The main topic of the panel was Innovative Financing, which is basically using financial tools (and banks) to guarantee funding on pledges made towards development (in this case health) projects. The "Pledge Guarantee for Health" (PGH) was launched as part of this panel, and you can read here (http://www.undispatch.com/pledge-guarantee-for-health-goes-live) about it's opening program. Basically the point is that in development, aid is often unpredictable, unstable, and limited. What the PGH does is serve as a way for the funds to be guaranteed and on time. When an organization or government makes a pledge to fund a program, the PGH serves as a guarantee, so through a bank like Standard Bank (the largest bank in Africa) provides the funding up front, before the pledge is actually fulfilled. This allows development projects to proceed on a much more timely basis, making them far more effective.
To use the example from the opening project of PGH, malaria nets were provided in Zambia. Normally, disbursal of these funds and procurement of the nets would take about 32 weeks. Through PGH, the funding was received in about 6 weeks, and 88% of the nets were delivered within 2-3 weeks of the project being announced, reaching the areas of highest need.
PGH, and other Innovative Financing methods, help make aid far more effective, and more efficient. Another aspect of this is results based finance, in which rather than provide all the funds up front and have disjointed inputs, if an organization (or in this case clinics) are successful at carrying out their program, then upon completion they receive some extra funding to further their programs. This doesn't cost anything extra, but rather makes more efficient use of funds already provided. It does this by creating a chain of actions for success rather than a bunch of separated, discordant inputs, by focusing on the outputs of the program.

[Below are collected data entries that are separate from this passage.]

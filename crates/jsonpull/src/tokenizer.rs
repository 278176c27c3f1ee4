//! The byte-oriented push tokenizer.
//!
//! [`Tokenizer`] consumes raw bytes in arbitrary-sized chunks and invokes a
//! [`TokenSink`] once per completed token, in document order, before `feed`
//! returns. Chunks may split tokens and multi-byte UTF-8 sequences at any
//! offset; the tokenizer carries the partial state across feeds. A
//! zero-length feed finalizes the document.
//!
//! The grammar is strict RFC 8259, with two opt-ins via
//! [`ParserOptions`](crate::ParserOptions): `//` and `/* */` comments, and
//! multiple whitespace-separated top-level values.

use crate::{
    error::{ParseError, SyntaxError},
    escape_buffer::{EscapeStep, UnicodeEscapeBuffer},
    literal_buffer::{Literal, LiteralMatcher, Step},
    options::ParserOptions,
    sink::Flow,
};

/// One completed token, borrowing its lexeme from the tokenizer's scratch
/// buffer.
///
/// String and key payloads are fully decoded (escapes resolved, UTF-8
/// validated); number payloads are the exact source lexeme.
#[derive(Debug, Clone, Copy, PartialEq, Eq)]
pub enum Token<'a> {
    /// The `null` keyword.
    Null,
    /// The `true` or `false` keyword.
    Boolean(bool),
    /// A numeric lexeme, exactly as written.
    Number(&'a str),
    /// A string value.
    String(&'a str),
    /// An object member name.
    MapKey(&'a str),
    /// `{`
    StartMap,
    /// `}`
    EndMap,
    /// `[`
    StartArray,
    /// `]`
    EndArray,
}

/// A consumer of tokens.
pub trait TokenSink {
    /// Accepts one completed token. Returning [`Flow::Stop`] aborts the
    /// in-progress feed; the session is closed afterwards.
    fn token(&mut self, token: Token<'_>) -> Flow;
}

/// How a feed call ended when it did not fail.
#[derive(Debug, Clone, Copy, PartialEq, Eq)]
pub enum FeedStatus {
    /// The whole chunk was consumed.
    Consumed,
    /// The sink requested a stop; the session is closed.
    Stopped,
}

#[derive(Debug, Clone, Copy, PartialEq, Eq)]
enum LexState {
    /// Between tokens; the next byte is dispatched on the parse state.
    Ready,
    Literal,
    NumberSign,
    NumberZero,
    NumberInt,
    NumberFracStart,
    NumberFrac,
    NumberExpStart,
    NumberExpSign,
    NumberExp,
    InString,
    StringEscape,
    StringUnicode,
    /// A high surrogate was decoded; expecting `\` of the low-half escape.
    SurrogateBackslash,
    /// Expecting the `u` of the low-half escape.
    SurrogateU,
    CommentStart,
    LineComment,
    BlockComment,
    BlockCommentStar,
}

#[derive(Debug, Clone, Copy, PartialEq, Eq)]
enum ParseState {
    /// Expecting a top-level value.
    AtRoot,
    /// `{` just opened: a key or `}`.
    BeforeFirstKey,
    /// After `,` in an object: a key is required.
    BeforeKey,
    /// After a key: expecting `:`.
    AfterKey,
    /// After `:`: expecting the member value.
    BeforeMapValue,
    /// `[` just opened: a value or `]`.
    BeforeFirstElement,
    /// After `,` in an array: a value is required.
    BeforeElement,
    /// After a value inside a container: `,` or the closer.
    AfterValue,
    /// The single top-level value is complete.
    Done,
}

#[derive(Debug, Clone, Copy, PartialEq, Eq)]
enum Container {
    Map,
    Array,
}

#[derive(Debug)]
enum Status {
    Active,
    Stopped,
    Finished,
    Failed(ParseError),
}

It's tough for me to provide a very complete analysis of these programs, because this is really the first time I've encountered them, (so maybe I should be waiting on this post), but at first glance they seem like a really good idea. To be certain, they are no silver bullet, but I don't think there is any 1 silver bullet solution. I think that Innovative Finance probably is a good thing, and I hope to see it contribute to improved aid effectiveness.
more on this once I know more about it...
IN OTHER NEWS...
Did anyone see this (http://www.politico.com/news/stories/0211/50019.html#comments) story? Justin Amash (our US Representative) has voted "present" 5 times in the last week alone. Voting "present" basically means abstaining, because it signifies "present, but not voting." To compare, Vern Ehlers (please come out of retirement Vern!) voted present only 4 times IN THE LAST 8 YEARS! What exactly does Amash think he was elected to do? Sit around and enjoy DC? I don't think so. Oh, and his excuse "he wasn't given adequate time to read the bill." Well guess what, EVERYBODY ELSE READ IT (or there staffers did), so get with the program buddy, you got elected, now do your job (on second thought, maybe it's better that he doesn't vote, since I'd disagree with most of his votes anyways.